Treating Bloating and Gas from Chronic Constipation

Medically Reviewed by Minesh Khatri, MD on May 28, 2023
2 min read

Gas happens when bacteria in your large intestine feed on the carbohydrates that are in your stool.  If you're constipated, it can be harder for the gas to pass.

That can leave you feeling bloated and uncomfortable, too. Follow the constipation treatment your doctor recommends. You can also use these tips to ease the bloat and gas.

You probably already know that cutting down on portions and eating slowly can help. You may also want to try a low-FODMAP diet, which has been shown to help people with IBS. FODMAPs are a group of sugars found in foods like dairy, beans, and certain fruits. They don't break down very well in the small intestine.
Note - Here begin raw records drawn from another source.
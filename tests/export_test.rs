use tempfile::TempDir;
use xrefgraph::errors::XrefError;
use xrefgraph::export::*;
use xrefgraph::graph::build_index;
use xrefgraph::resolution::BookNameTable;
use xrefgraph::types::*;

fn sample_index() -> CrossReferenceIndex {
    let lines = [
        "From Verse\tTo Verse\tVotes",
        "Gen.1.1\tJohn.1.1-John.1.3\t340",
        "Gen.1.1\tProv.16.4\t56",
        "Rev.22.21\tXyz.1.1\t2",
        "Ps.23.1\tJohn.10.11\t80",
    ];
    build_index(BookNameTable::builtin(), lines).0
}

#[test]
fn test_document_shape_matches_book_chapter_verse_objects() {
    let doc = export_document(&sample_index()).unwrap();
    let entry = doc
        .get("ఆదికాండము|1|1")
        .and_then(|v| v.as_array())
        .expect("Gen 1:1 entry should be an array");

    assert_eq!(entry.len(), 4);
    assert_eq!(entry[0]["book"], "యోహాను సువార్త");
    assert_eq!(entry[0]["chapter"], 1);
    assert_eq!(entry[0]["verse"], 1);
    assert_eq!(entry[3]["book"], "సామెతలు");
    assert_eq!(entry[3]["chapter"], 16);
    assert_eq!(entry[3]["verse"], 4);
}

#[test]
fn test_non_ascii_is_written_verbatim() {
    let json = export_to_string(&sample_index(), false).unwrap();
    assert!(json.contains("ఆదికాండము"));
    assert!(!json.contains("\\u"));
}

#[test]
fn test_export_is_round_trip_stable() {
    for pretty in [true, false] {
        let first = export_to_string(&sample_index(), pretty).unwrap();
        let reloaded = load_index(&first).unwrap();
        let second = export_to_string(&reloaded, pretty).unwrap();
        assert_eq!(first, second, "round trip changed output (pretty={})", pretty);
        assert_eq!(content_digest(&first), content_digest(&second));
    }
}

#[test]
fn test_reloaded_index_equals_original() {
    let index = sample_index();
    let json = export_to_string(&index, true).unwrap();
    assert_eq!(load_index(&json).unwrap(), index);
}

#[test]
fn test_pretty_output_uses_two_space_indent() {
    let json = export_to_string(&sample_index(), true).unwrap();
    assert!(json.starts_with("{\n  \""));
}

#[test]
fn test_load_rejects_malformed_document() {
    let err = load_index("{\"Gen|1|1\": [{\"book\": 1}]}").unwrap_err();
    assert!(matches!(err, XrefError::Json(_)));
    assert!(load_index("not json").is_err());
}

#[test]
fn test_content_digest_is_deterministic() {
    let a = content_digest("{}");
    assert_eq!(a, content_digest("{}"));
    assert_ne!(a, content_digest("{ }"));
    assert_eq!(a.len(), 64);
}

#[test]
fn test_write_atomic_replaces_destination_and_cleans_up() {
    let dir = TempDir::new().unwrap();
    let path = dir.path().join("out/index.json");
    write_atomic(&path, "{}").unwrap();
    write_atomic(&path, "{\"a\": []}").unwrap();
    assert_eq!(std::fs::read_to_string(&path).unwrap(), "{\"a\": []}");
    assert!(!dir.path().join("out/index.tmp").exists());
}

#[test]
fn test_write_atomic_failure_leaves_destination_untouched() {
    let dir = TempDir::new().unwrap();
    let path = dir.path().join("index.json");
    std::fs::write(&path, "old").unwrap();
    // A directory in the temporary file's place makes the write fail.
    std::fs::create_dir(dir.path().join("index.tmp")).unwrap();

    let err = write_atomic(&path, "new").unwrap_err();
    assert!(matches!(err, XrefError::File { .. }));
    assert_eq!(std::fs::read_to_string(&path).unwrap(), "old");
}
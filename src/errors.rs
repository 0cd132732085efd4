use thiserror::Error;

/// Errors that can occur while building or loading a cross-reference index.
///
/// Malformed tokens and lines are never errors; they are skipped during
/// ingestion. Only whole-run failures surface here.
#[derive(Error, Debug)]
pub enum XrefError {
    #[error("file error: {message} (path: {path})")]
    File { message: String, path: String },

    #[error("config error: {message}")]
    Config { message: String },

    #[error("io error: {0}")]
    Io(#[from] std::io::Error),

    #[error("json error: {0}")]
    Json(#[from] serde_json::Error),
}

/// Convenience alias for results using `XrefError`.
pub type Result<T> = std::result::Result<T, XrefError>;
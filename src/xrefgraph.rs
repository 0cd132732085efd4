use std::path::{Path, PathBuf};
use std::time::Instant;

use tracing::{info, warn};

use crate::config::{load_config, save_config, XrefConfig};
use crate::errors::{Result, XrefError};
use crate::export;
use crate::graph::build_index;
use crate::resolution::BookNameTable;
use crate::types::*;

/// Central orchestrator: reads the corpus, builds the index and writes the
/// export for one project directory.
pub struct XrefGraph {
    config: XrefConfig,
    project_root: PathBuf,
    books: BookNameTable,
}

/// Result of a conversion run.
#[derive(Debug, Clone)]
pub struct ConvertResult {
    /// The index that was written.
    pub index: CrossReferenceIndex,
    /// Counters gathered while building the index.
    pub stats: IndexStats,
    /// Where the index was written.
    pub output_path: PathBuf,
    /// SHA-256 of the written document, hex encoded.
    pub output_digest: String,
    /// Time taken in milliseconds.
    pub duration_ms: u64,
}

// ---------------------------------------------------------------------------
// Lifecycle
// ---------------------------------------------------------------------------

impl XrefGraph {
    /// Writes a default configuration into `project_root` and opens it.
    pub fn init(project_root: &Path) -> Result<Self> {
        save_config(project_root, &XrefConfig::default())?;
        Self::open(project_root)
    }

    /// Opens a project, loading its configuration (or the defaults) and its
    /// book name table.
    pub fn open(project_root: &Path) -> Result<Self> {
        let config = load_config(project_root)?;
        Self::with_config(project_root, config)
    }

    /// Opens a project with an explicit configuration.
    pub fn with_config(project_root: &Path, config: XrefConfig) -> Result<Self> {
        let books = load_books(project_root, &config)?;
        Ok(Self {
            config,
            project_root: project_root.to_path_buf(),
            books,
        })
    }

    pub fn config(&self) -> &XrefConfig {
        &self.config
    }

    pub fn books(&self) -> &BookNameTable {
        &self.books
    }
}

/// Loads the configured book name override, falling back to the built-in
/// table when none is configured or the file is missing.
fn load_books(project_root: &Path, config: &XrefConfig) -> Result<BookNameTable> {
    match config.book_names_path(project_root) {
        Some(path) if path.exists() => BookNameTable::load(&path),
        Some(path) => {
            warn!(path = %path.display(), "book name table not found, using built-in names");
            Ok(BookNameTable::builtin().clone())
        }
        None => Ok(BookNameTable::builtin().clone()),
    }
}

// ---------------------------------------------------------------------------
// Conversion
// ---------------------------------------------------------------------------

impl XrefGraph {
    /// Builds an index from corpus text already in memory.
    pub fn build(&self, corpus: &str) -> (CrossReferenceIndex, IndexStats) {
        build_index(&self.books, corpus.lines())
    }

    /// Reads the configured corpus, builds the index and writes the export.
    ///
    /// An unreadable input or a failed write aborts the run without touching
    /// any existing output.
    pub fn convert(&self) -> Result<ConvertResult> {
        let start = Instant::now();
        let input_path = self.config.input_path(&self.project_root);
        let output_path = self.config.output_path(&self.project_root);

        let corpus = std::fs::read_to_string(&input_path).map_err(|e| XrefError::File {
            message: format!("failed to read cross-reference corpus: {}", e),
            path: input_path.display().to_string(),
        })?;

        let (index, stats) = self.build(&corpus);
        let json = export::export_to_string(&index, self.config.pretty)?;
        export::write_atomic(&output_path, &json)?;

        let result = ConvertResult {
            index,
            stats,
            output_digest: export::content_digest(&json),
            output_path,
            duration_ms: start.elapsed().as_millis() as u64,
        };

        info!(
            sources = result.stats.source_count,
            references = result.stats.reference_count,
            ranges = result.stats.range_count,
            skipped = result.stats.skipped_lines,
            output = %result.output_path.display(),
            "conversion complete"
        );

        Ok(result)
    }

    /// Loads the exported index written by a previous `convert`.
    pub fn load_index(&self) -> Result<CrossReferenceIndex> {
        export::load_index_file(&self.config.output_path(&self.project_root))
    }
}
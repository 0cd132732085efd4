use clap::{Parser, Subcommand};
use std::path::PathBuf;
use std::process;

use tracing_subscriber::EnvFilter;

use xrefgraph::graph::CrossReferenceQueries;
use xrefgraph::resolution::BookLookup;
use xrefgraph::xrefgraph::XrefGraph;

/// Verse cross-reference converter.
#[derive(Parser)]
#[command(
    name = "xrefgraph",
    about = "Builds a localized verse cross-reference index"
)]
struct Cli {
    #[command(subcommand)]
    command: Commands,
}

#[derive(Subcommand)]
enum Commands {
    /// Write a default configuration file
    Init {
        /// Project path (default: current directory)
        path: Option<String>,
    },
    /// Convert the tab-delimited corpus into a JSON index
    Convert {
        /// Project path (default: current directory)
        #[arg(short, long)]
        path: Option<String>,
        /// Override the configured input corpus
        #[arg(short, long)]
        input: Option<String>,
        /// Override the configured output file
        #[arg(short, long)]
        output: Option<String>,
    },
    /// Show statistics for the exported index
    Stats {
        /// Project path (default: current directory)
        #[arg(short, long)]
        path: Option<String>,
        /// Output as JSON
        #[arg(short, long)]
        json: bool,
    },
    /// Print the cross references of one verse
    Lookup {
        /// Book abbreviation (e.g. Gen) or display name
        book: String,
        /// Chapter number
        chapter: u32,
        /// Verse number
        verse: u32,
        /// Project path
        #[arg(short, long)]
        path: Option<String>,
    },
}

fn main() {
    tracing_subscriber::fmt()
        .with_env_filter(
            EnvFilter::try_from_default_env().unwrap_or_else(|_| EnvFilter::new("warn")),
        )
        .with_writer(std::io::stderr)
        .init();

    let cli = Cli::parse();
    if let Err(e) = run(cli) {
        eprintln!("Error: {}", e);
        process::exit(1);
    }
}

fn run(cli: Cli) -> xrefgraph::errors::Result<()> {
    match cli.command {
        Commands::Init { path } => {
            let project_path = resolve_path(path);
            XrefGraph::init(&project_path)?;
            println!("Initialized xrefgraph at {}", project_path.display());
        }
        Commands::Convert {
            path,
            input,
            output,
        } => {
            let project_path = resolve_path(path);
            let mut config = xrefgraph::config::load_config(&project_path)?;
            if let Some(input) = input {
                config.input = input;
            }
            if let Some(output) = output {
                config.output = output;
            }
            let xg = XrefGraph::with_config(&project_path, config)?;
            let result = xg.convert()?;
            println!(
                "Converted {} source verses: {} references, {} ranges, {} lines skipped in {}ms",
                result.stats.source_count,
                result.stats.reference_count,
                result.stats.range_count,
                result.stats.skipped_lines,
                result.duration_ms
            );
            println!("  Output: {}", result.output_path.display());
            println!("  SHA-256: {}", result.output_digest);

            let queries = CrossReferenceQueries::new(&result.index);
            for (key, targets) in queries.sample(xg.config().sample_size) {
                let shown: Vec<String> = targets.iter().take(3).map(|t| t.to_string()).collect();
                println!("  {} -> {}", key, shown.join(", "));
            }
        }
        Commands::Stats { path, json } => {
            let project_path = resolve_path(path);
            let xg = XrefGraph::open(&project_path)?;
            let index = xg.load_index()?;
            let queries = CrossReferenceQueries::new(&index);
            if json {
                let stats = serde_json::json!({
                    "source_count": queries.source_count(),
                    "reference_count": queries.reference_count(),
                });
                println!("{}", serde_json::to_string_pretty(&stats)?);
            } else {
                println!("Cross-Reference Index");
                println!("  Sources:    {}", queries.source_count());
                println!("  References: {}", queries.reference_count());
            }
        }
        Commands::Lookup {
            book,
            chapter,
            verse,
            path,
        } => {
            let project_path = resolve_path(path);
            let xg = XrefGraph::open(&project_path)?;
            let index = xg.load_index()?;
            let queries = CrossReferenceQueries::new(&index);
            let display = xg.books().resolve(&book);
            let targets = queries.get(&display, chapter, verse);
            if targets.is_empty() {
                println!("No cross references for {} {}:{}", display, chapter, verse);
            } else {
                for target in targets {
                    println!("{}", target);
                }
            }
        }
    }
    Ok(())
}

/// Resolves an optional path argument to a `PathBuf`.
///
/// Defaults to the current working directory if no path is provided.
fn resolve_path(path: Option<String>) -> PathBuf {
    match path {
        Some(p) => PathBuf::from(p),
        None => std::env::current_dir().unwrap_or_else(|_| PathBuf::from(".")),
    }
}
When they reach the large intestine, FODMAPs provide fuel for bacteria.

To follow a low-FODMAP diet, avoid foods like these:

  • Apples
  • Apricots
  • Beans and legumes (peas, lentils, soybeans)
  • Cauliflower
  • Garlic
  • Ice cream
  • Milk
  • Nectarines
  • Onions
  • Pears
  • Plums
  • Wheat

You can slowly add these foods back to your diet, one at a time, to pinpoint which ones make you gassy.

One downside to eating a low-FODMAP diet is that these foods are high in healthy fiber. Ask your doctor or a dietitian to recommend other high-fiber foods that don't cause gas.

A few OTC products contain ingredients that can help cut down on the amount of gas you produce.

Some people try simethicone to help their body release gas. But it may not work for everyone.

There are also OTC products made with alpha-galactosidase that make it easier for your body to digest gas-producing foods like beans and milk.

Gum makes the list of foods you'll want to avoid if you're gassy. When you chew gum, you swallow air, which turns into gas in your belly.

Sugar-free gum is better for your teeth, but it's also gas-friendly. Sugars like xylitol, sorbitol, and mannitol are FODMAPS. Bacteria feed on them in your intestine and turn into tiny gas-making machines.

Ginger is a flavorful plant root that adds spice to cooking. In medicine, it's known for its stomach-soothing properties. It can help with nausea and an upset stomach. Because ginger speeds the movement of food through the intestines, it may also relieve gas and bloating.

You can take ginger in tablet, crystal, or powder form. Or you can drink ginger tea.